---- TASK INPUTS

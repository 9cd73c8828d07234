// src/exec/builder.rs

//! Fluent construction of a [`CommandSpec`].

use std::path::PathBuf;
use std::sync::Arc;
use std::time::Duration;

use super::session::ProcessSession;
use super::spec::CommandSpec;

/// Accumulates a [`CommandSpec`] and launches it.
///
/// Every `with_*` call consumes the builder and returns an updated one, so a
/// builder bound to a name can be cloned and specialised without aliasing:
///
/// ```no_run
/// # use compatrun::exec::CommandBuilder;
/// # use std::time::Duration;
/// let get = CommandBuilder::new("eksctl").with_args(["get"]);
/// let get_cluster = get.clone().with_args(["cluster", "--output", "json"]);
/// let slow = get_cluster.clone().with_timeout(Duration::from_secs(60));
/// ```
#[derive(Debug, Clone)]
pub struct CommandBuilder {
    spec: CommandSpec,
}

impl CommandBuilder {
    /// Empty args, empty env, no timeout.
    pub fn new(binary: impl Into<String>) -> Self {
        Self {
            spec: CommandSpec::new(binary),
        }
    }

    /// Append arguments after any already present.
    pub fn with_args<I, S>(mut self, args: I) -> Self
    where
        I: IntoIterator<Item = S>,
        S: Into<String>,
    {
        self.spec.args.extend(args.into_iter().map(Into::into));
        self
    }

    pub fn with_arg(self, arg: impl Into<String>) -> Self {
        self.with_args([arg])
    }

    /// Add one environment override; a repeated key replaces the old value.
    pub fn with_env(mut self, key: impl Into<String>, value: impl Into<String>) -> Self {
        self.spec.env.insert(key.into(), value.into());
        self
    }

    pub fn with_envs<I, K, V>(self, vars: I) -> Self
    where
        I: IntoIterator<Item = (K, V)>,
        K: Into<String>,
        V: Into<String>,
    {
        vars.into_iter()
            .fold(self, |builder, (k, v)| builder.with_env(k, v))
    }

    pub fn with_timeout(mut self, timeout: Duration) -> Self {
        self.spec.timeout = Some(timeout);
        self
    }

    pub fn with_current_dir(mut self, dir: impl Into<PathBuf>) -> Self {
        self.spec.current_dir = Some(dir.into());
        self
    }

    pub fn spec(&self) -> &CommandSpec {
        &self.spec
    }

    pub fn into_spec(self) -> CommandSpec {
        self.spec
    }

    /// Launch the process and return immediately.
    ///
    /// Never fails: if the binary cannot be executed the returned session is
    /// already in `LaunchFailed`. Must be called from within a Tokio runtime.
    pub fn run(&self) -> ProcessSession {
        ProcessSession::launch(Arc::new(self.spec.clone()))
    }
}

impl From<CommandSpec> for CommandBuilder {
    fn from(spec: CommandSpec) -> Self {
        Self { spec }
    }
}
// src/config/model.rs

use std::collections::BTreeMap;
use std::time::Duration;

use serde::Deserialize;

use crate::scenario::StdoutCheck;
use crate::types::BinaryRef;

/// Scenario file as read from TOML.
///
/// ```toml
/// [config]
/// name = "backwards compatibility"
/// default_timeout = "10m"
///
/// [release]
/// script = "./scripts/download-previous-release.sh"
/// go_back_versions = 2
/// binary_name = "eksctl"
///
/// [binaries]
/// current = "./eksctl"
///
/// [vars]
/// region = "us-west-2"
///
/// [[step]]
/// name = "fetching the new cluster"
/// binary = "current"
/// args = ["get", "cluster", "{cluster_name}", "--output", "json"]
/// expect_stdout = { contains = "{cluster_name}" }
/// ```
#[derive(Debug, Clone, Deserialize)]
pub struct RawScenarioFile {
    #[serde(default)]
    pub config: ConfigSection,

    pub release: ReleaseSection,

    #[serde(default)]
    pub binaries: BinariesSection,

    /// User variables for `{name}` placeholders.
    #[serde(default)]
    pub vars: BTreeMap<String, String>,

    /// `[[step]]` tables, in execution order.
    #[serde(default, rename = "step")]
    pub steps: Vec<RawStep>,
}

/// `[config]` section.
#[derive(Debug, Clone, Deserialize)]
pub struct ConfigSection {
    #[serde(default = "default_name")]
    pub name: String,

    /// Prefix of the temporary directory created for the run.
    #[serde(default = "default_scratch_prefix")]
    pub scratch_prefix: String,

    /// Timeout for steps that don't set their own; unset means unbounded.
    #[serde(default)]
    pub default_timeout: Option<String>,
}

fn default_name() -> String {
    "backwards compatibility".to_string()
}

fn default_scratch_prefix() -> String {
    crate::scenario::DEFAULT_SCRATCH_PREFIX.to_string()
}

impl Default for ConfigSection {
    fn default() -> Self {
        Self {
            name: default_name(),
            scratch_prefix: default_scratch_prefix(),
            default_timeout: None,
        }
    }
}

/// `[release]` section: how to fetch the previous release.
#[derive(Debug, Clone, Deserialize)]
pub struct ReleaseSection {
    #[serde(default = "default_script")]
    pub script: String,

    /// How many releases back to fetch (`GO_BACK_VERSIONS`).
    #[serde(default = "default_go_back_versions")]
    pub go_back_versions: u32,

    /// File name of the binary the script drops into the scratch dir.
    pub binary_name: String,

    #[serde(default = "default_release_timeout")]
    pub timeout: String,
}

fn default_script() -> String {
    "./scripts/download-previous-release.sh".to_string()
}

fn default_go_back_versions() -> u32 {
    2
}

fn default_release_timeout() -> String {
    "30s".to_string()
}

/// `[binaries]` section.
#[derive(Debug, Clone, Deserialize, Default)]
pub struct BinariesSection {
    /// The binary under test; `--current` overrides it.
    #[serde(default)]
    pub current: Option<String>,
}

/// One `[[step]]` table.
#[derive(Debug, Clone, Deserialize)]
pub struct RawStep {
    pub name: String,

    /// `"previous"`, `"current"` or a path.
    pub binary: BinaryRef,

    #[serde(default)]
    pub args: Vec<String>,

    #[serde(default)]
    pub env: BTreeMap<String, String>,

    #[serde(default)]
    pub timeout: Option<String>,

    #[serde(default)]
    pub expect_stdout: Option<RawStdoutCheck>,

    /// Variable that receives the trimmed stdout when the step passes.
    #[serde(default)]
    pub capture: Option<String>,
}

/// `expect_stdout = { contains = "..." }`; exactly one key is allowed.
#[derive(Debug, Clone, Deserialize, Default)]
#[serde(deny_unknown_fields)]
pub struct RawStdoutCheck {
    #[serde(default)]
    pub equals: Option<String>,
    #[serde(default)]
    pub contains: Option<String>,
    #[serde(default)]
    pub matches: Option<String>,
}

/// Validated scenario configuration.
///
/// Build it with `ScenarioConfig::try_from(raw)` or
/// [`load_and_validate`](crate::config::load_and_validate).
#[derive(Debug, Clone)]
pub struct ScenarioConfig {
    pub name: String,
    pub scratch_prefix: String,
    pub release: ReleaseConfig,
    pub current_binary: Option<String>,
    pub vars: BTreeMap<String, String>,
    pub steps: Vec<StepConfig>,
}

#[derive(Debug, Clone, PartialEq, Eq)]
pub struct ReleaseConfig {
    pub script: String,
    pub go_back_versions: u32,
    pub binary_name: String,
    pub timeout: Duration,
}

#[derive(Debug, Clone, PartialEq, Eq)]
pub struct StepConfig {
    pub name: String,
    pub binary: BinaryRef,
    pub args: Vec<String>,
    pub env: BTreeMap<String, String>,
    /// Step timeout, already defaulted from `[config].default_timeout`.
    pub timeout: Option<Duration>,
    pub expect_stdout: Option<StdoutCheck>,
    pub capture: Option<String>,
}

impl ScenarioConfig {
    /// Replace the current binary (used for `--current`).
    pub fn with_current_binary(mut self, path: impl Into<String>) -> Self {
        self.current_binary = Some(path.into());
        self
    }
}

--------

*WHAT THE TASK ASKS*: Each line that contains "StepConfig" is to be copied from the listing above.

*RESULT FOR THIS EXERCISE*:
    pub steps: Vec<StepConfig>,
pub struct StepConfig {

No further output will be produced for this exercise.